For accounts that accept Nitrokey credentials, a user-chosen PIN can be used to protect these against unauthorized access in case of loss or theft. However, loss of or damage to a Nitrokey (which is designed to last for 5–10 years) can also prevent the key's owner from being able to access their accounts. To guard against this, it is possible to generate keys in software so that they may be securely backed up to the best of the user's ability before they undergo a one-way transfer to the secure storage of a Nitrokey.

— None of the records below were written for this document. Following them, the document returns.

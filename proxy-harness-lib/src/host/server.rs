use std::fmt;
use std::io::ErrorKind;
use std::net::{IpAddr, Ipv4Addr};
use std::sync::atomic::{AtomicUsize, Ordering};
use std::sync::Arc;
use std::time::Duration;

use hyper::body::Incoming;
use hyper::Request;
use hyper_util::rt::{TokioExecutor, TokioIo};
use hyper_util::server::conn::auto::Builder as ConnBuilder;
use tokio::net::TcpListener;
use tokio::time::timeout;
use tokio_rustls::TlsAcceptor;
use tokio_util::sync::CancellationToken;
use tokio_util::task::TaskTracker;
use tracing::{debug, info, warn};

use super::endpoint::{Endpoint, HostInfo, ListenerInfo, Scheme, StartupListener};
use super::guards::ConnectionGuard;
use super::router::{ConnectionInfo, Mount, Router};
use crate::config::normalize_prefix;
use crate::error::{HarnessError, Result};
use crate::identity::TlsIdentity;
use crate::tls::build_acceptor;

const DEFAULT_TLS_HANDSHAKE_TIMEOUT: Duration = Duration::from_secs(15);

#[derive(Debug, Clone, Copy, PartialEq, Eq)]
pub enum HostState {
    Configured,
    Running,
    Stopped,
}

impl fmt::Display for HostState {
    fn fmt(&self, f: &mut fmt::Formatter<'_>) -> fmt::Result {
        let s = match self {
            HostState::Configured => "configured",
            HostState::Running => "running",
            HostState::Stopped => "stopped",
        };
        f.write_str(s)
    }
}

struct SecureConnector {
    port: u16,
    identity: TlsIdentity,
}

/// Embedded HTTP host serving mounted endpoints on plaintext and TLS listeners.
///
/// Configure it with [`set_port`](Self::set_port) (the default plaintext
/// connector), [`add_secure_connector`](Self::add_secure_connector) and
/// [`add_endpoint`](Self::add_endpoint), then [`start`](Self::start) it. Port 0
/// binds an ephemeral port; [`info`](Self::info) reports what was bound.
pub struct HostServer {
    bind_ip: IpAddr,
    plain_port: Option<u16>,
    redirect_port: Option<u16>,
    secure: Vec<SecureConnector>,
    mounts: Vec<Mount>,
    startup_listeners: Vec<Arc<dyn StartupListener>>,
    tls_handshake_timeout: Duration,
    shutdown: CancellationToken,
    tracker: TaskTracker,
    active_connections: Arc<AtomicUsize>,
    info: Option<HostInfo>,
    state: HostState,
}

impl HostServer {
    pub fn new() -> Self {
        Self {
            bind_ip: IpAddr::V4(Ipv4Addr::LOCALHOST),
            plain_port: None,
            redirect_port: None,
            secure: Vec::new(),
            mounts: Vec::new(),
            startup_listeners: Vec::new(),
            tls_handshake_timeout: DEFAULT_TLS_HANDSHAKE_TIMEOUT,
            shutdown: CancellationToken::new(),
            tracker: TaskTracker::new(),
            active_connections: Arc::new(AtomicUsize::new(0)),
            info: None,
            state: HostState::Configured,
        }
    }

    pub fn set_bind_ip(&mut self, ip: IpAddr) -> &mut Self {
        self.bind_ip = ip;
        self
    }

    /// Sets the port of the default plaintext connector
    pub fn set_port(&mut self, port: u16) -> &mut Self {
        self.plain_port = Some(port);
        self
    }

    /// Points the plaintext connector at a secure port, reported in [`HostInfo`]
    pub fn set_redirect_port(&mut self, port: u16) -> &mut Self {
        self.redirect_port = Some(port);
        self
    }

    /// Adds a TLS connector terminating with `identity`
    pub fn add_secure_connector(&mut self, port: u16, identity: TlsIdentity) -> &mut Self {
        self.secure.push(SecureConnector { port, identity });
        self
    }

    /// Mounts `endpoint` under `prefix` and every sub-path of it
    pub fn add_endpoint(&mut self, prefix: &str, endpoint: Arc<dyn Endpoint>) -> &mut Self {
        self.mounts.push(Mount { prefix: normalize_prefix(prefix), endpoint });
        self
    }

    pub fn add_startup_listener(&mut self, listener: Arc<dyn StartupListener>) -> &mut Self {
        self.startup_listeners.push(listener);
        self
    }

    pub fn set_tls_handshake_timeout(&mut self, limit: Duration) -> &mut Self {
        self.tls_handshake_timeout = limit;
        self
    }

    pub fn state(&self) -> HostState {
        self.state
    }

    pub fn is_running(&self) -> bool {
        self.state == HostState::Running
    }

    /// Bound listeners, available once started
    pub fn info(&self) -> Option<&HostInfo> {
        self.info.as_ref()
    }

    /// Ports of every bound listener, empty before start
    pub fn local_ports(&self) -> Vec<u16> {
        self.info.as_ref().map(HostInfo::ports).unwrap_or_default()
    }

    pub fn active_connections(&self) -> usize {
        self.active_connections.load(Ordering::Relaxed)
    }

    /// Binds every connector, runs startup listeners and starts serving.
    ///
    /// Returns once all listeners accept connections. On failure nothing stays
    /// bound and the host can be dropped.
    pub async fn start(&mut self) -> Result<()> {
        if self.state != HostState::Configured {
            return Err(HarnessError::Startup(format!("host already {}", self.state)));
        }
        if self.plain_port.is_none() && self.secure.is_empty() {
            return Err(HarnessError::Startup("host has no connectors".to_string()));
        }

        let mut bound: Vec<(ListenerInfo, TcpListener, Option<TlsAcceptor>)> = Vec::new();
        if let Some(port) = self.plain_port {
            let (info, listener) = bind(self.bind_ip, port, Scheme::Http).await?;
            bound.push((info, listener, None));
        }
        for connector in &self.secure {
            let acceptor = build_acceptor(&connector.identity).map_err(|e| {
                HarnessError::Startup(format!("secure connector on port {}: {e}", connector.port))
            })?;
            let (info, listener) = bind(self.bind_ip, connector.port, Scheme::Https).await?;
            bound.push((info, listener, Some(acceptor)));
        }

        let info = HostInfo {
            listeners: bound.iter().map(|(info, _, _)| *info).collect(),
            redirect_port: self.redirect_port.filter(|_| self.plain_port.is_some()),
        };
        for listener in &self.startup_listeners {
            listener
                .on_startup(&info)
                .map_err(|e| HarnessError::Startup(format!("startup listener failed: {e}")))?;
        }

        let router = Arc::new(Router::new(std::mem::take(&mut self.mounts)));
        for (listener_info, listener, acceptor) in bound {
            let ctx = AcceptContext {
                info: listener_info,
                acceptor,
                router: router.clone(),
                shutdown: self.shutdown.clone(),
                tracker: self.tracker.clone(),
                active_connections: self.active_connections.clone(),
                tls_handshake_timeout: self.tls_handshake_timeout,
            };
            self.tracker.spawn(accept_loop(listener, ctx));
        }

        info!(ports = ?info.ports(), "host started");
        self.info = Some(info);
        self.state = HostState::Running;
        Ok(())
    }

    /// Stops accepting and asks open connections to finish. Idempotent.
    pub fn stop(&mut self) {
        if self.state == HostState::Stopped {
            return;
        }
        info!(
            active_connections = self.active_connections(),
            "stopping host"
        );
        self.shutdown.cancel();
        self.tracker.close();
        self.state = HostState::Stopped;
    }

    /// Waits until every listener and connection task has finished, at most `limit`
    pub async fn await_termination(&self, limit: Duration) -> Result<()> {
        match self.state {
            HostState::Configured => return Ok(()),
            HostState::Running => {
                return Err(HarnessError::InvalidState {
                    expected: "stopped",
                    found: self.state.to_string(),
                })
            }
            HostState::Stopped => {}
        }

        match timeout(limit, self.tracker.wait()).await {
            Ok(()) => {
                info!("host terminated");
                Ok(())
            }
            Err(_) => {
                warn!(
                    active_connections = self.active_connections(),
                    "host did not terminate within {limit:?}"
                );
                Err(HarnessError::Io(std::io::Error::new(
                    ErrorKind::TimedOut,
                    format!("host tasks still running after {limit:?}"),
                )))
            }
        }
    }
}

impl Default for HostServer {
    fn default() -> Self {
        Self::new()
    }
}

impl Drop for HostServer {
    fn drop(&mut self) {
        self.shutdown.cancel();
    }
}

async fn bind(ip: IpAddr, port: u16, scheme: Scheme) -> Result<(ListenerInfo, TcpListener)> {
    let listener = TcpListener::bind((ip, port)).await.map_err(|e| {
        HarnessError::Startup(format!("Failed to bind {scheme} listener on {ip}:{port}: {e}"))
    })?;
    let addr = listener.local_addr()?;
    debug!(%scheme, %addr, "listener bound");
    Ok((ListenerInfo { scheme, addr }, listener))
}

struct AcceptContext {
    info: ListenerInfo,
    acceptor: Option<TlsAcceptor>,
    router: Arc<Router>,
    shutdown: CancellationToken,
    tracker: TaskTracker,
    active_connections: Arc<AtomicUsize>,
    tls_handshake_timeout: Duration,
}

async fn accept_loop(listener: TcpListener, ctx: AcceptContext) {
    let ListenerInfo { scheme, addr } = ctx.info;
    loop {
        tokio::select! {
            _ = ctx.shutdown.cancelled() => break,
            result = listener.accept() => {
                let (stream, peer) = match result {
                    Ok((stream, peer)) => (stream, peer),
                    Err(e) => {
                        warn!(%scheme, error = %e, "accept error");
                        continue;
                    }
                };

                let guard = ConnectionGuard::new(ctx.active_connections.clone());
                let conn = ConnectionInfo { scheme, local_addr: addr, peer };
                let router = ctx.router.clone();
                let shutdown = ctx.shutdown.clone();
                let acceptor = ctx.acceptor.clone();
                let handshake_limit = ctx.tls_handshake_timeout;

                ctx.tracker.spawn(async move {
                    let _guard = guard;
                    match acceptor {
                        Some(acc) => {
                            let handshake = tokio::select! {
                                res = timeout(handshake_limit, acc.accept(stream)) => res,
                                _ = shutdown.cancelled() => {
                                    debug!(?peer, "tls handshake abandoned on shutdown");
                                    return;
                                }
                            };
                            match handshake {
                                Ok(Ok(tls)) => serve_connection(TokioIo::new(tls), conn, router, shutdown).await,
                                Ok(Err(e)) => debug!(?peer, error = %e, "tls accept error"),
                                Err(_) => warn!(?peer, "tls handshake timed out"),
                            }
                        }
                        None => serve_connection(TokioIo::new(stream), conn, router, shutdown).await,
                    }
                });
            }
        }
    }
    drop(listener);
    info!(%scheme, %addr, "listener closed");
}

async fn serve_connection<I>(
    io: I,
    conn: ConnectionInfo,
    router: Arc<Router>,
    shutdown: CancellationToken,
) where
    I: hyper::rt::Read + hyper::rt::Write + Unpin + Send + 'static,
{
    let svc = hyper::service::service_fn(move |req: Request<Incoming>| {
        let router = router.clone();
        async move { Ok::<_, hyper::Error>(router.dispatch(req, conn).await) }
    });

    let builder = ConnBuilder::new(TokioExecutor::new());
    let connection = builder.serve_connection(io, svc);
    tokio::pin!(connection);

    tokio::select! {
        res = connection.as_mut() => {
            if let Err(e) = res {
                debug!(peer = ?conn.peer, error = %e, "serve_connection error");
            }
        }
        _ = shutdown.cancelled() => {
            connection.as_mut().graceful_shutdown();
            if let Err(e) = connection.as_mut().await {
                debug!(peer = ?conn.peer, error = %e, "connection closed during shutdown");
            }
        }
    }
}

Nitrokey is published as open source software and free software which ensures a wide range of cross platform support including Microsoft Windows, macOS, Linux, and BSD. It is designed to be usable with popular software such as Microsoft Outlook, Mozilla Thunderbird, and OpenSSH. It is also open hardware to enable independent reviews of the source code and hardware layout and to ensure the absence of back doors and other security flaws.

== Philosophy ==
Nitrokey's developers believe that proprietary systems cannot provide strong security and that security systems need to be open source. For instance there have been cases in which the NSA has intercepted security devices being shipped and implanted backdoors into them. In 2011 RSA was hacked and secret keys of securID tokens were stolen which allowed hackers to circumvent their authentication. As revealed in 2010, many FIPS 140-2 Level 2 certified USB storage devices from various manufacturers could easily be cracked by using a default password. Nitrokey, because it is open source and transparent, wants to provide a highly secure system and avoid security issues which its proprietary rivals are facing. Nitrokey's mission is to provide the best open source security key to protect the digital lives of its users.